[Items from a data source]
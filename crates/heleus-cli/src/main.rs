//! # heleus CLI entry point
//!
//! Parses command-line arguments and dispatches to subcommand handlers.
//! Exit code is 0 on success and 1 on any failure, including argument
//! errors and an unreachable server.

use std::process::ExitCode;

use clap::{Parser, Subcommand};
use tracing_subscriber::EnvFilter;

use heleus_cli::config::{run_config, ConfigArgs};
use heleus_cli::connect;
use heleus_cli::freeze::{run_freeze, FreezeArgs};
use heleus_cli::list::{run_list, ListArgs};
use heleus_cli::pull::{run_pull, PullArgs};
use heleus_cli::push::{run_push, PushArgs};
use heleus_client::ConfigStore;

/// Heleus — APK version management.
///
/// Push APKs to a Heleus repository, pull the latest or a frozen version
/// of one application or all of them, and freeze the current state under
/// a version name.
#[derive(Parser, Debug)]
#[command(name = "heleus", version, about, long_about = None)]
struct Cli {
    /// Enable verbose output. Repeat for more verbosity (-v, -vv, -vvv).
    #[arg(short, long, action = clap::ArgAction::Count, global = true)]
    verbose: u8,

    #[command(subcommand)]
    command: Commands,
}

#[derive(Subcommand, Debug)]
enum Commands {
    /// Configure the repository server.
    Config(ConfigArgs),

    /// Push an APK to the repository.
    Push(PushArgs),

    /// Pull one APK, or every APK as a bundle.
    Pull(PullArgs),

    /// Freeze the latest state of every application as a named version.
    Freeze(FreezeArgs),

    /// List frozen versions or applications.
    List(ListArgs),
}

#[tokio::main]
async fn main() -> ExitCode {
    let cli = match Cli::try_parse() {
        Ok(cli) => cli,
        Err(e) => {
            let _ = e.print();
            return if e.use_stderr() {
                ExitCode::FAILURE
            } else {
                ExitCode::SUCCESS
            };
        }
    };

    let filter = match cli.verbose {
        0 => EnvFilter::new("warn"),
        1 => EnvFilter::new("info"),
        2 => EnvFilter::new("debug"),
        _ => EnvFilter::new("trace"),
    };
    tracing_subscriber::fmt()
        .with_env_filter(filter)
        .with_target(false)
        .with_writer(std::io::stderr)
        .init();

    match run(cli.command).await {
        Ok(()) => ExitCode::SUCCESS,
        Err(e) => {
            eprintln!("Error: {e:#}");
            ExitCode::FAILURE
        }
    }
}

async fn run(command: Commands) -> anyhow::Result<()> {
    let store = ConfigStore::locate()?;
    tracing::debug!(config = %store.path().display(), "using configuration");

    match command {
        Commands::Config(args) => run_config(&args, &store),
        Commands::Push(args) => run_push(&args, &connect(&store).await?).await,
        Commands::Pull(args) => run_pull(&args, &connect(&store).await?).await,
        Commands::Freeze(args) => run_freeze(&args, &connect(&store).await?).await,
        Commands::List(args) => run_list(&args, &connect(&store).await?).await,
    }
}

#[cfg(test)]
mod tests {
    use super::*;
    use heleus_cli::list::ListKind;

    #[test]
    fn cli_parse_config_server() {
        let cli = Cli::try_parse_from(["heleus", "config", "server", "repo.local", "8080"]).unwrap();
        match cli.command {
            Commands::Config(ConfigArgs {
                command: heleus_cli::config::ConfigCommand::Server { host, port },
            }) => {
                assert_eq!(host, "repo.local");
                assert_eq!(port, 8080);
            }
            other => panic!("unexpected command {other:?}"),
        }
    }

    #[test]
    fn cli_parse_push_with_metadata() {
        let cli = Cli::try_parse_from([
            "heleus", "push", "calc.apk", "--message", "nightly", "-t", "1.2",
        ])
        .unwrap();
        if let Commands::Push(args) = cli.command {
            assert_eq!(args.apk_path, std::path::PathBuf::from("calc.apk"));
            assert_eq!(args.message.as_deref(), Some("nightly"));
            assert_eq!(args.tag.as_deref(), Some("1.2"));
        } else {
            panic!("expected push");
        }
    }

    #[test]
    fn cli_parse_pull_defaults() {
        let cli = Cli::try_parse_from(["heleus", "pull", "calc"]).unwrap();
        if let Commands::Pull(args) = cli.command {
            assert_eq!(args.app_name.as_deref(), Some("calc"));
            assert_eq!(args.version, "latest");
            assert!(!args.all);
        } else {
            panic!("expected pull");
        }
    }

    #[test]
    fn cli_parse_list_kind() {
        let cli = Cli::try_parse_from(["heleus", "list", "all"]).unwrap();
        if let Commands::List(args) = cli.command {
            assert_eq!(args.what, ListKind::All);
        } else {
            panic!("expected list");
        }
    }

    #[test]
    fn cli_parse_verbosity_is_global() {
        let cli = Cli::try_parse_from(["heleus", "list", "apps", "-vv"]).unwrap();
        assert_eq!(cli.verbose, 2);
    }

    #[test]
    fn cli_rejects_unknown_list_kind() {
        assert!(Cli::try_parse_from(["heleus", "list", "everything"]).is_err());
    }

    #[test]
    fn cli_rejects_port_out_of_range() {
        assert!(Cli::try_parse_from(["heleus", "config", "server", "h", "70000"]).is_err());
    }
}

=== Directions for this task ===
What you return should match every line above exactly.

=== Problem solution ===
filename crates/heleus-cli/src/main.rs
//! # heleus CLI entry point
//!
//! Parses command-line arguments and dispatches to subcommand handlers.
//! Exit code is 0 on success and 1 on any failure, including argument
//! errors and an unreachable server.

use std::process::ExitCode;

use clap::{Parser, Subcommand};
use tracing_subscriber::EnvFilter;

use heleus_cli::config::{run_config, ConfigArgs};
use heleus_cli::connect;
use heleus_cli::freeze::{run_freeze, FreezeArgs};
use heleus_cli::list::{run_list, ListArgs};
use heleus_cli::pull::{run_pull, PullArgs};
use heleus_cli::push::{run_push, PushArgs};
use heleus_client::ConfigStore;

/// Heleus — APK version management.
///
/// Push APKs to a Heleus repository, pull the latest or a frozen version
/// of one application or all of them, and freeze the current state under
/// a version name.
#[derive(Parser, Debug)]
#[command(name = "heleus", version, about, long_about = None)]
struct Cli {
    /// Enable verbose output. Repeat for more verbosity (-v, -vv, -vvv).
    #[arg(short, long, action = clap::ArgAction::Count, global = true)]
    verbose: u8,

    #[command(subcommand)]
    command: Commands,
}

#[derive(Subcommand, Debug)]
enum Commands {
    /// Configure the repository server.
    Config(ConfigArgs),

    /// Push an APK to the repository.
    Push(PushArgs),

    /// Pull one APK, or every APK as a bundle.
    Pull(PullArgs),

    /// Freeze the latest state of every application as a named version.
    Freeze(FreezeArgs),

    /// List frozen versions or applications.
    List(ListArgs),
}

#[tokio::main]
async fn main() -> ExitCode {
    let cli = match Cli::try_parse() {
        Ok(cli) => cli,
        Err(e) => {
            let _ = e.print();
            return if e.use_stderr() {
                ExitCode::FAILURE
            } else {
                ExitCode::SUCCESS
            };
        }
    };

    let filter = match cli.verbose {
        0 => EnvFilter::new("warn"),
        1 => EnvFilter::new("info"),
        2 => EnvFilter::new("debug"),
        _ => EnvFilter::new("trace"),
    };
    tracing_subscriber::fmt()
        .with_env_filter(filter)
        .with_target(false)
        .with_writer(std::io::stderr)
        .init();

    match run(cli.command).await {
        Ok(()) => ExitCode::SUCCESS,
        Err(e) => {
            eprintln!("Error: {e:#}");
            ExitCode::FAILURE
        }
    }
}

async fn run(command: Commands) -> anyhow::Result<()> {
    let store = ConfigStore::locate()?;
    tracing::debug!(config = %store.path().display(), "using configuration");

    match command {
        Commands::Config(args) => run_config(&args, &store),
        Commands::Push(args) => run_push(&args, &connect(&store).await?).await,
        Commands::Pull(args) => run_pull(&args, &connect(&store).await?).await,
        Commands::Freeze(args) => run_freeze(&args, &connect(&store).await?).await,
        Commands::List(args) => run_list(&args, &connect(&store).await?).await,
    }
}

#[cfg(test)]
mod tests {
    use super::*;
    use heleus_cli::list::ListKind;

    #[test]
    fn cli_parse_config_server() {
        let cli = Cli::try_parse_from(["heleus", "config", "server", "repo.local", "8080"]).unwrap();
        match cli.command {
            Commands::Config(ConfigArgs {
                command: heleus_cli::config::ConfigCommand::Server { host, port },
            }) => {
                assert_eq!(host, "repo.local");
                assert_eq!(port, 8080);
            }
            other => panic!("unexpected command {other:?}"),
        }
    }

    #[test]
    fn cli_parse_push_with_metadata() {
        let cli = Cli::try_parse_from([
            "heleus", "push", "calc.apk", "--message", "nightly", "-t", "1.2",
        ])
        .unwrap();
        if let Commands::Push(args) = cli.command {
            assert_eq!(args.apk_path, std::path::PathBuf::from("calc.apk"));
            assert_eq!(args.message.as_deref(), Some("nightly"));
            assert_eq!(args.tag.as_deref(), Some("1.2"));
        } else {
            panic!("expected push");
        }
    }

    #[test]
    fn cli_parse_pull_defaults() {
        let cli = Cli::try_parse_from(["heleus", "pull", "calc"]).unwrap();
        if let Commands::Pull(args) = cli.command {
            assert_eq!(args.app_name.as_deref(), Some("calc"));
            assert_eq!(args.version, "latest");
            assert!(!args.all);
        } else {
            panic!("expected pull");
        }
    }

    #[test]
    fn cli_parse_list_kind() {
        let cli = Cli::try_parse_from(["heleus", "list", "all"]).unwrap();
        if let Commands::List(args) = cli.command {
            assert_eq!(args.what, ListKind::All);
        } else {
            panic!("expected list");
        }
    }

    #[test]
    fn cli_parse_verbosity_is_global() {
        let cli = Cli::try_parse_from(["heleus", "list", "apps", "-vv"]).unwrap();
        assert_eq!(cli.verbose, 2);
    }

    #[test]
    fn cli_rejects_unknown_list_kind() {
        assert!(Cli::try_parse_from(["heleus", "list", "everything"]).is_err());
    }

    #[test]
    fn cli_rejects_port_out_of_range() {
        assert!(Cli::try_parse_from(["heleus", "config", "server", "h", "70000"]).is_err());
    }
}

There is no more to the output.